Travel Ephemera #10: Elliott Erwitt in Venice

It’s got to be up there with my favourite ever exhibitions.  And high up there, not just hanging somewhere mid-list.

2012: the photographer Elliott Erwitt is exhibiting some of his more influential works at La Casa dei Trei Oci, Venice.  What’s not to like?

The venue is stunning: a beautiful neo-gothic palace, located on the waterfront on Giudecca, a stone’s throw from the entrance to the Belmond Hotel Cipriani, and with a view across the Giudecca Canal to Dorsoduro and Piazza San Marco and the Campanile beyond.

April: the day is overcast; a fine drizzle almost indistinguishable from the white mist, which hangs over the lagoon.  A day to be indoors.

I’m familiar with Erwitt’s work.  Not so familiar that I am at the stage of hunting out rare obscurities; just sufficiently familiar to experience the pleasant rise of recognition when I come face-to-face with an image I know.

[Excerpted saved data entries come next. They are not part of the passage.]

//! Chain configuration mapping slots to epochs and epochs to forks.

use super::*;
use beacon::version;

#[derive(Debug, Clone, Copy, PartialEq, Eq, Deserialize, Serialize)]
#[serde(default)]
pub struct ChainSpec {
    pub slots_per_epoch: u64,
    pub deneb_fork_epoch: Epoch,
}

impl Default for ChainSpec {
    fn default() -> Self {
        Self {
            slots_per_epoch: SLOTS_PER_EPOCH,
            deneb_fork_epoch: 0,
        }
    }
}

impl ChainSpec {
    pub fn epoch_at_slot(&self, slot: Slot) -> Epoch {
        slot / self.slots_per_epoch.max(1)
    }

    pub fn active_fork_version(&self, epoch: Epoch) -> ForkVersion {
        match epoch >= self.deneb_fork_epoch {
            true => version::DENEB,
            false => version::CAPELLA,
        }
    }

    pub fn fork_version_at_slot(&self, slot: Slot) -> ForkVersion {
        self.active_fork_version(self.epoch_at_slot(slot))
    }
}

Humans with dog’s faces; dogs with human bodies; little dogs next to big dogs’ legs: I am happy to share the absurd humour.  Sixties celebrity icons from black and white newsreels: I am content to name-check the famous faces.  Marilyn; Fidel; Dickie N; Jacky O.

elliot erwitt

The exhibition is an ideal size: large enough to feel comprehensive––and, most crucially, value for money––small enough not to become boring.  It is quiet too: for most tourists, the Giudecca Canal proves to be a vaporetto too far.